OnApp, a cloud hosting provider, today announced that it has launched Version 2.2 of its cloud management software for hosting providers. The new version introduces features that, until now, have only been available from hugely more complex and expensive cloud service providers, and out of reach of a typical mass-market host and its customers.
The company states that Version 2.2 of OnApp introduces autoscaling and load balancing for virtual machines hosted in the cloud, as well as support for the Free BSD operating system. The new version is available now to hosting providers, and can be set up in as little as 24 hours. Existing customers can request a free upgrade through their OnApp support team.
It further states that OnApp software was developed from the ground up to enable mass-market hosts to build their own cloud hosting services. Version 2.2 includes:
Autoscaling: OnApp 2.2 supports 'autoscale up' and 'autoscale out' for virtual machines based on Linux operating systems. OnApp 2.2 provides these capabilities as standard through an easy-to-deploy, easy-to-manage graphical control panel. OnApp 2.2 handles the autoscaling process transparently, and automatically calculates billing for the additional resources.
Load balancing: OnApp 2.2's load balancing features are powered by Loadbalancer.org, a provider of load balancing technology. Load balancing enables the cloud to support clusters of virtual machines that present themselves to users as a single website or application. Traffic is distributed across all virtual machines in the cluster, improving performance and resilience for cloud end users. Load balancing is managed through OnApp's graphical control panel in just a few clicks.
FreeBSD support: OnApp 2.2 also adds support for virtual machines based on the FreeBSD operating system, a Linux-based OS that offers advanced networking, performance, security and compatibility features. OnApp-powered clouds support a range of Windows and Linux operating systems for virtual machines, in 32- and 64-bit flavours. This enables hosting providers to offer far greater choice to their customers in the applications they are able to move to the cloud.

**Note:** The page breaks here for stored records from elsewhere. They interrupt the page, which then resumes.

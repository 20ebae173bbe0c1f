use serde_json::Value;

/// Failure of one logical query. Never retried by this crate.
#[derive(Debug, thiserror::Error)]
pub enum QueryError {
    #[error("request to {url} failed: {message}")]
    Transport { url: String, message: String },

    /// The collaborator answered with a non-success status.
    #[error("{message}")]
    Status { status: u16, message: String },

    #[error("unexpected query response: {0}")]
    Decode(String),

    /// The query was refused before it ran (empty, multiple statements).
    #[error("{0}")]
    Rejected(String),

    /// The executor stopped early (row cap or deadline), so the rows are
    /// a prefix of the real answer.
    #[error("query result truncated after {rows} rows")]
    Truncated { rows: usize },

    #[error("sqlite: {0}")]
    Backend(#[from] rusqlite::Error),

    #[error("query worker failed: {0}")]
    Join(#[from] tokio::task::JoinError),
}

impl QueryError {
    pub fn from_status(status: u16, body: &str) -> Self {
        QueryError::Status {
            status,
            message: error_message_from_body(status, body),
        }
    }
}

/// Human-readable message for a failed response: the body's `error` field
/// when it has one, else `HTTP <status>`.
pub fn error_message_from_body(status: u16, body: &str) -> String {
    serde_json::from_str::<Value>(body)
        .ok()
        .and_then(|value| {
            value
                .get("error")
                .and_then(Value::as_str)
                .map(str::trim)
                .filter(|message| !message.is_empty())
                .map(str::to_string)
        })
        .unwrap_or_else(|| format!("HTTP {status}"))
}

"This is a major release of OnApp cloud management software, and big news for the hosting market," said Ditlev Bredahl, CEO of OnApp. "Our mission is to make the cloud as simple and affordable as possible for all hosting providers, without compromising on high-end functionality. By introducing autoscaling and load balancing we're bringing cutting-edge cloud features to the mass market for the first time, and enabling even a small host to compete with the likes of AWS - but in a customer-friendly way, and at a fraction of the cost."